DESCRIPTION DE L’OEUVRE

Le Paradis Terrestre est une installation vidéo articulée autour d’images tournées en Amazonie péruvienne en décembre 2003 et la récolte des noix d’Amazonie, quelques mois plus tard.

L’installation est constituée de deux organes complémentaires : à hauteur d’homme, un écran de toile brute est suspendu pour recevoir les images de la vidéo. Face à lui, un arbre en PVC noir, hérissé de tubes en plastique lesquels pendent des câbles, présente une multitude d’écouteurs. Le visiteur s’empare tour à tour des écouteurs qui renvoient à l’image projetée pour écouter diverses pistes sonores, diffusées simultanément.

Ainsi, deux univers s’opposent et se confondent : celui de la forêt vierge et celui de la technologie de pointe, celui du végétal et celui du câble.

L’enjeu qui réside dans la multiplicité des commentaires délivrés par cet arbre est de rendre compte du rapport complexe que nous entretenons avec l’idée de la nature.
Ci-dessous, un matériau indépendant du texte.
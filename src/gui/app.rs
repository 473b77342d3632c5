use std::{
    collections::HashMap,
    path::{
        Path,
        PathBuf,
    },
};

use eframe::egui::{
    self,
    containers,
};

use super::{
    error_modal::ErrorModal,
    exercise_modal::ExerciseModal,
    theme::{
        set_theme,
        Theme,
    },
    word_bank::word_bank,
    worksheet::worksheet,
};
use crate::core::{
    exercise::load_exercise,
    grading::{
        grade,
        reset,
        GradeSheet,
    },
    Exercise,
    FieldState,
};

/// A loaded worksheet plus the live state of its inputs, keyed by field
/// id. Replaced wholesale when a new file is opened.
pub struct WorksheetData {
    pub exercise: Exercise,
    pub states: HashMap<String, FieldState>,
}

impl WorksheetData {
    fn new(exercise: Exercise) -> Self {
        let states = exercise
            .fields
            .iter()
            .filter(|f| !f.locked)
            .map(|f| (f.id.clone(), FieldState::default()))
            .collect();

        Self { exercise, states }
    }
}

pub struct GapfillApp {
    worksheet: Option<WorksheetData>,
    score: Option<GradeSheet>,
    theme: Theme,
    exercise_modal: ExerciseModal,
    error_modal: ErrorModal,
}

impl GapfillApp {
    pub fn new(cc: &eframe::CreationContext<'_>, exercise_path: Option<PathBuf>) -> Self {
        egui_extras::install_image_loaders(&cc.egui_ctx);

        let theme = Theme::dracula();
        set_theme(&cc.egui_ctx, &theme);
        cc.egui_ctx.set_zoom_factor(cc.egui_ctx.zoom_factor() + 0.2);

        let mut app = Self {
            worksheet: None,
            score: None,
            theme,
            exercise_modal: ExerciseModal::new(),
            error_modal: ErrorModal::new(),
        };

        if let Some(path) = exercise_path {
            app.load_worksheet(&path);
        }

        app
    }

    fn load_worksheet(&mut self, path: &Path) {
        match load_exercise(path) {
            Ok(exercise) => {
                println!(
                    "Loaded worksheet '{}' with {} words and {} fields",
                    exercise.title,
                    exercise.word_bank.len(),
                    exercise.fields.len()
                );
                self.worksheet = Some(WorksheetData::new(exercise));
                self.score = None;
            }
            Err(e) => {
                eprintln!("Failed to load worksheet {}: {}", path.display(), e);
                self.error_modal.show_error("Could not open worksheet", e.to_string());
            }
        }
    }

    fn check_answers(&mut self) {
        let Some(data) = &mut self.worksheet else {
            return;
        };

        let sheet = grade(&data.exercise.fields, |id| {
            data.states.get(id).map(|state| state.value.as_str())
        });

        for (id, mark) in &sheet.marks {
            if let Some(state) = data.states.get_mut(id) {
                state.mark = *mark;
            }
        }

        println!("{}", sheet.score_text());
        self.score = Some(sheet);
    }

    fn clear_answers(&mut self) {
        let Some(data) = &mut self.worksheet else {
            return;
        };

        reset(&data.exercise.fields, &mut data.states);
        self.score = None;
    }

    fn show_top_bar(&mut self, ctx: &egui::Context) {
        egui::TopBottomPanel::top("top_panel").show(ctx, |ui| {
            containers::menu::Bar::new().ui(ui, |ui| {
                egui::widgets::global_theme_preference_switch(ui);
                ui.menu_button("File", |ui| {
                    if ui.button("Open Worksheet").clicked() {
                        self.exercise_modal.open_dialog();
                    }
                    if ui.button("Quit").clicked() {
                        ctx.send_viewport_cmd(egui::ViewportCommand::Close);
                    }
                });

                ui.with_layout(egui::Layout::right_to_left(egui::Align::Center), |ui| {
                    if let Some(data) = &self.worksheet {
                        if !data.exercise.title.is_empty() {
                            ui.label(self.theme.heading(ctx, &data.exercise.title));
                        }
                    }
                });
            });
        });
    }

    fn show_bottom_panel(&mut self, ctx: &egui::Context) {
        let Some(data) = &self.worksheet else {
            return;
        };
        let words = data.exercise.word_bank.clone();

        egui::TopBottomPanel::bottom("bank_panel").show(ctx, |ui| {
            ui.add_space(6.0);
            word_bank(ui, &self.theme, &words);
            ui.add_space(6.0);

            ui.horizontal(|ui| {
                let check = ui.button("Check");
                let clear = ui.button("Clear");

                // Score text stays empty until a check happens
                if let Some(sheet) = &self.score {
                    ui.label(
                        egui::RichText::new(sheet.score_text())
                            .color(self.theme.accent(ctx))
                            .strong(),
                    );
                }

                if check.clicked() {
                    self.check_answers();
                }
                if clear.clicked() {
                    self.clear_answers();
                }
            });
            ui.add_space(6.0);
        });
    }
}

impl eframe::App for GapfillApp {
    fn update(&mut self, ctx: &egui::Context, _frame: &mut eframe::Frame) {
        self.show_top_bar(ctx);
        self.show_bottom_panel(ctx);

        egui::CentralPanel::default().show(ctx, |ui| {
            match &mut self.worksheet {
                Some(data) => worksheet(ui, &self.theme, &data.exercise, &mut data.states),
                None => {
                    ui.centered_and_justified(|ui| {
                        ui.label("No worksheet loaded. File → Open Worksheet to begin.");
                    });
                }
            }
        });

        if let Some(path) = self.exercise_modal.show(ctx) {
            println!("Worksheet selected: {}", path.display());
            self.load_worksheet(&path);
        }

        self.error_modal.show(ctx);
    }
}
use std::sync::OnceLock;

use regex::Regex;

fn whitespace_run() -> &'static Regex {
    static RE: OnceLock<Regex> = OnceLock::new();
    RE.get_or_init(|| Regex::new(r"\s+").unwrap())
}

/// Normalize an answer for comparison: trim, lowercase, and collapse
/// every internal whitespace run to a single space. Empty input stays
/// empty.
pub fn normalize(s: &str) -> String {
    whitespace_run().replace_all(s.trim(), " ").to_lowercase()
}

/// Same, for a value that may be missing entirely (an input that was
/// never rendered or never touched grades like an empty string).
pub fn normalize_opt(s: Option<&str>) -> String {
    normalize(s.unwrap_or(""))
}

#[cfg(test)]
mod tests {
    use super::*;

    #[test]
    fn test_trims_and_lowercases() {
        assert_eq!(normalize("  Glue  "), "glue");
        assert_eq!(normalize("A Hotel"), "a hotel");
    }

    #[test]
    fn test_collapses_internal_whitespace() {
        assert_eq!(normalize("a \t rucksack"), "a rucksack");
        assert_eq!(normalize("a\n\nrucksack"), "a rucksack");
    }

    #[test]
    fn test_idempotent() {
        for s in ["  Glue  ", "a \t rucksack", "", "soap", "  A   FACTORY "] {
            assert_eq!(normalize(&normalize(s)), normalize(s));
        }
    }

    #[test]
    fn test_case_and_whitespace_insensitive() {
        assert_eq!(normalize("  Glue  "), normalize("glue"));
        assert_eq!(normalize("A  HOTEL"), normalize("a hotel"));
    }

    #[test]
    fn test_absent_and_empty() {
        assert_eq!(normalize_opt(None), "");
        assert_eq!(normalize_opt(Some("   ")), "");
        assert_eq!(normalize(""), "");
    }
}
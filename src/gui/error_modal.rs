use eframe::egui;

#[derive(Default, Clone)]
pub struct ErrorData {
    pub title: String,
    pub message: String,
}

/// Fail-fast surface for rejected worksheet files.
pub struct ErrorModal {
    open: bool,
    data: ErrorData,
}

impl ErrorModal {
    pub fn new() -> Self {
        Self { open: false, data: ErrorData::default() }
    }

    pub fn show_error(&mut self, title: impl Into<String>, message: impl Into<String>) {
        self.data = ErrorData { title: title.into(), message: message.into() };
        self.open = true;
    }

    pub fn show(&mut self, ctx: &egui::Context) {
        if !self.open {
            return;
        }

        let modal = egui::Modal::new(egui::Id::new("error_modal")).show(ctx, |ui| {
            ui.set_width(450.0);

            ui.horizontal(|ui| {
                ui.label(egui::RichText::new("⚠").size(24.0).color(egui::Color32::RED));
                ui.label(egui::RichText::new(&self.data.title).size(18.0).strong());
            });

            ui.add_space(10.0);
            ui.label(egui::RichText::new(&self.data.message).size(14.0));
            ui.add_space(15.0);

            ui.with_layout(egui::Layout::right_to_left(egui::Align::Center), |ui| {
                if ui.button("OK").clicked() {
                    ui.close();
                }
            });
        });

        if modal.should_close() {
            self.open = false;
            self.data = ErrorData::default();
        }
    }
}

impl Default for ErrorModal {
    fn default() -> Self {
        Self::new()
    }
}
pub mod errors;
pub mod exercise;
pub mod grading;
pub mod models;
pub mod normalize;

pub use errors::GapfillError;
pub use models::{ Exercise, FieldDefinition, FieldState, Mark };
use eframe::egui;
use egui_flex::{
    item,
    Flex,
};

use crate::gui::theme::Theme;

/// Draws the word bank as a wrapping row of inert tag pills, one per
/// entry, in list order. An empty bank draws nothing.
pub fn word_bank(ui: &mut egui::Ui, theme: &Theme, words: &[String]) {
    if words.is_empty() {
        return;
    }

    let heading = theme.heading(ui.ctx(), "Word bank");
    ui.label(heading);
    ui.add_space(4.0);

    Flex::horizontal().wrap(true).show(ui, |flex| {
        for word in words {
            flex.add_ui(item(), |ui| {
                egui::Frame::new()
                    .fill(ui.visuals().widgets.inactive.bg_fill)
                    .stroke(ui.visuals().widgets.inactive.bg_stroke)
                    .corner_radius(4.0)
                    .inner_margin(6.0)
                    .show(ui, |ui| {
                        ui.label(egui::RichText::new(word).size(15.0));
                    });
            });
        }
    });
}
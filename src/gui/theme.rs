use eframe::egui::{
    self,
    RichText,
};
use egui::{
    style::{
        Selection,
        WidgetVisuals,
        Widgets,
    },
    Color32,
    Stroke,
    Visuals,
};

/// Dark/light palette pair. Registered once for both egui theme variants;
/// accessors resolve against whichever variant is active.
#[derive(Clone)]
pub struct Theme {
    dark: ThemeDetails,
    light: ThemeDetails,
}

impl Default for Theme {
    fn default() -> Self {
        Self::dracula()
    }
}

impl Theme {
    pub fn dracula() -> Self {
        Theme { dark: ThemeDetails::dracula(), light: ThemeDetails::dracula_light() }
    }

    fn details(&self, ctx: &egui::Context) -> &ThemeDetails {
        match ctx.theme() {
            egui::Theme::Dark => &self.dark,
            egui::Theme::Light => &self.light,
        }
    }

    pub fn heading(&self, ctx: &egui::Context, content: &str) -> RichText {
        RichText::new(content).color(self.details(ctx).purple)
    }

    pub fn accent(&self, ctx: &egui::Context) -> Color32 {
        self.details(ctx).orange
    }

    /// Tint for a field graded correct.
    pub fn correct(&self, ctx: &egui::Context) -> Color32 {
        self.details(ctx).green
    }

    /// Tint for a field graded wrong.
    pub fn wrong(&self, ctx: &egui::Context) -> Color32 {
        self.details(ctx).red
    }
}

#[derive(Clone)]
struct ThemeDetails {
    background: Color32,
    foreground: Color32,
    selection: Color32,
    red: Color32,
    orange: Color32,
    green: Color32,
    purple: Color32,
    cyan: Color32,
    background_darker: Color32,
    background_dark: Color32,
    background_light: Color32,
    background_lighter: Color32,
}

impl ThemeDetails {
    fn dracula() -> Self {
        Self {
            background: Color32::from_rgb(0x28, 0x2a, 0x36),
            foreground: Color32::from_rgb(0xf8, 0xf8, 0xf2),
            selection: Color32::from_rgb(0x44, 0x47, 0x5a),
            red: Color32::from_rgb(0xff, 0x55, 0x55),
            orange: Color32::from_rgb(0xff, 0xb8, 0x6c),
            green: Color32::from_rgb(0x50, 0xfa, 0x7b),
            purple: Color32::from_rgb(189, 147, 249),
            cyan: Color32::from_rgb(139, 233, 253),
            background_darker: Color32::from_rgb(25, 26, 33),
            background_dark: Color32::from_rgb(33, 35, 53),
            background_light: Color32::from_rgb(52, 54, 66),
            background_lighter: Color32::from_rgb(66, 69, 80),
        }
    }

    fn dracula_light() -> Self {
        Self {
            background: Color32::from_rgb(248, 248, 242),
            foreground: Color32::from_rgb(40, 42, 54),
            selection: Color32::from_rgb(200, 200, 220),
            red: Color32::from_rgb(200, 80, 80),
            orange: Color32::from_rgb(220, 150, 90),
            green: Color32::from_rgb(60, 160, 90),
            purple: Color32::from_rgb(130, 100, 200),
            cyan: Color32::from_rgb(60, 150, 200),
            background_darker: Color32::from_rgb(235, 235, 230),
            background_dark: Color32::from_rgb(245, 245, 240),
            background_light: Color32::from_rgb(255, 255, 250),
            background_lighter: Color32::from_rgb(255, 255, 255),
        }
    }
}

pub fn set_theme(ctx: &egui::Context, theme: &Theme) {
    set_theme_variant(ctx, &theme.dark, true);
    set_theme_variant(ctx, &theme.light, false);
}

fn set_theme_variant(ctx: &egui::Context, theme: &ThemeDetails, is_dark: bool) {
    let (default, variant) = match is_dark {
        true => (Visuals::dark(), egui::Theme::Dark),
        false => (Visuals::light(), egui::Theme::Light),
    };

    ctx.set_visuals_of(
        variant,
        Visuals {
            dark_mode: is_dark,
            widgets: Widgets {
                noninteractive: WidgetVisuals {
                    bg_fill: theme.background,
                    weak_bg_fill: theme.background_lighter,
                    fg_stroke: Stroke {
                        color: theme.foreground,
                        ..default.widgets.noninteractive.fg_stroke
                    },
                    ..default.widgets.noninteractive
                },
                inactive: WidgetVisuals {
                    bg_fill: theme.background_light,
                    weak_bg_fill: theme.background_lighter,
                    fg_stroke: Stroke {
                        color: theme.foreground,
                        ..default.widgets.inactive.fg_stroke
                    },
                    ..default.widgets.inactive
                },
                hovered: WidgetVisuals {
                    bg_fill: theme.selection,
                    weak_bg_fill: theme.background_lighter,
                    bg_stroke: Stroke { color: theme.cyan, ..default.widgets.hovered.bg_stroke },
                    ..default.widgets.hovered
                },
                active: WidgetVisuals {
                    bg_fill: theme.selection,
                    weak_bg_fill: theme.background_light,
                    bg_stroke: Stroke { color: theme.cyan, ..default.widgets.active.bg_stroke },
                    ..default.widgets.active
                },
                ..default.widgets
            },
            selection: Selection {
                bg_fill: theme.selection,
                stroke: Stroke { color: theme.foreground, ..default.selection.stroke },
            },
            hyperlink_color: theme.cyan,
            extreme_bg_color: theme.background_darker,
            error_fg_color: theme.red,
            warn_fg_color: theme.orange,
            window_fill: theme.background,
            panel_fill: theme.background_dark,
            ..default
        },
    );
}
L’objectif est ici de confronter le spectateur à ses propres représentations mentales de la forêt « vierge », des modes de vie « primaires ».

L’arbre à câbles, en tant qu’hybride menaçant, se présente comme un symbole de l’absorption des cultures ancestrales par les valeurs occidentales, via le spectacle de la toute puissance technologique.

Le Muséum/ Musée des Confluences de Lyon, dans le cadre de l’exposition Commerce équitable, présente, du 14 décembre 2004 au 09 janvier 2005, l’installation vidéo Le paradis terrestre. Egalement à Lima et la ville de Puerto Maldonado, Pérou, pendant la même période.